#### EXERCISE GOAL:
The result should be every line of the listing that holds the word "RequestStamp".

++++++

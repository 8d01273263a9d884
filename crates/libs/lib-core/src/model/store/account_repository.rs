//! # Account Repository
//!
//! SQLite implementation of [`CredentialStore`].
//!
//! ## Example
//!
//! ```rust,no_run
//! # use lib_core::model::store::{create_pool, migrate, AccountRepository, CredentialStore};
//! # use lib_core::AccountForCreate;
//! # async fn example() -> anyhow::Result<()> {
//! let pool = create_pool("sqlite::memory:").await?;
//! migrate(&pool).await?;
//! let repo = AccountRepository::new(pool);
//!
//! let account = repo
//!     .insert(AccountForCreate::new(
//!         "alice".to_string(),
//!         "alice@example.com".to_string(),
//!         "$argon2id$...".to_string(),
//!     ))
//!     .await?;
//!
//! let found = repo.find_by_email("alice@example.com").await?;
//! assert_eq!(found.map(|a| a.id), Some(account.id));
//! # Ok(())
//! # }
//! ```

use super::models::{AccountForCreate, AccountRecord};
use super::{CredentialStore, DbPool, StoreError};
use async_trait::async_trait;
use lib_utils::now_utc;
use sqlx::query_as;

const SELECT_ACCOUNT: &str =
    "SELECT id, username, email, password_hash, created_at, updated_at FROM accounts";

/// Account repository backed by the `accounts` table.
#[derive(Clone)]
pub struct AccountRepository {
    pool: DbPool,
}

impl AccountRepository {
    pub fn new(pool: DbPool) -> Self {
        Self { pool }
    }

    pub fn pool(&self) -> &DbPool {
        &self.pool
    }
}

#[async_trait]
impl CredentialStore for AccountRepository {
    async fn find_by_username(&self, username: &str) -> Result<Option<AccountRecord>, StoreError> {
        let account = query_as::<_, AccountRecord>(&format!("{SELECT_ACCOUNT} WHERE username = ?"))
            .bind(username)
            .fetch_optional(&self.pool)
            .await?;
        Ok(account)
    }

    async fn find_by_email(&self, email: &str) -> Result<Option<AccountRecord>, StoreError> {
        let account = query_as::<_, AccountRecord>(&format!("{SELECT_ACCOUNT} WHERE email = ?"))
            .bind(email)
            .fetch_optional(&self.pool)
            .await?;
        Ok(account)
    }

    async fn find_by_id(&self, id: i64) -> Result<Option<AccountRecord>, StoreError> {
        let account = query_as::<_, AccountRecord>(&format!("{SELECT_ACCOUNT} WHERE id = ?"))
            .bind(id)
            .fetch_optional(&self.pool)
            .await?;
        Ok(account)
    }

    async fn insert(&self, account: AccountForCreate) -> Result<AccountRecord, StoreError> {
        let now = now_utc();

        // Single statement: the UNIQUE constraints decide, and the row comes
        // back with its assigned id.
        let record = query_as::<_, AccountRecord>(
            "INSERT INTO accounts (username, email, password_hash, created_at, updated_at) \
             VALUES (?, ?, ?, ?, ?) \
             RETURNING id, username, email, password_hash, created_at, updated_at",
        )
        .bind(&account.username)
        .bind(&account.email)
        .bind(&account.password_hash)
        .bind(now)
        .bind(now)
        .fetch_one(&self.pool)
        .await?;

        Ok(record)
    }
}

++++++

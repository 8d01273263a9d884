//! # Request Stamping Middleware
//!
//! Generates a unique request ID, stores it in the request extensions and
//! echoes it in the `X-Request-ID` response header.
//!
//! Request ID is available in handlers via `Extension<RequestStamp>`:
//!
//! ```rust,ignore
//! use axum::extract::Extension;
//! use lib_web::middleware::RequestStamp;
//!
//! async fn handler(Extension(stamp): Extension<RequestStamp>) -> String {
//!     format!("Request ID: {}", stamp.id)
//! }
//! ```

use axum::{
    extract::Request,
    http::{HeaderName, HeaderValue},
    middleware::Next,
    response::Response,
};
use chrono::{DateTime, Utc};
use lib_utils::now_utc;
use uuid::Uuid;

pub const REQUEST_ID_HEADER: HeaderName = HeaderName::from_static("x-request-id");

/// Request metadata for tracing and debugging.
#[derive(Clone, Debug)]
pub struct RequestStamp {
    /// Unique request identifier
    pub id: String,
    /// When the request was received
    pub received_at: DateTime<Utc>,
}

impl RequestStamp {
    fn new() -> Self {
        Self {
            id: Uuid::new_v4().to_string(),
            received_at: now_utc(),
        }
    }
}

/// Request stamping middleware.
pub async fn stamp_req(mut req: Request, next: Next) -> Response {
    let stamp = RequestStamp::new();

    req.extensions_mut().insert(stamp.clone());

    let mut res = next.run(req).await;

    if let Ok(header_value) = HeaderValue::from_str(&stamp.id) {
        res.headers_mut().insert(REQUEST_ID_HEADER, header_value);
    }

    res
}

++++++

#### RESULT BELOW:
//! Request ID is available in handlers via `Extension<RequestStamp>`:
//! use lib_web::middleware::RequestStamp;
//! async fn handler(Extension(stamp): Extension<RequestStamp>) -> String {
pub struct RequestStamp {
impl RequestStamp {
    let stamp = RequestStamp::new();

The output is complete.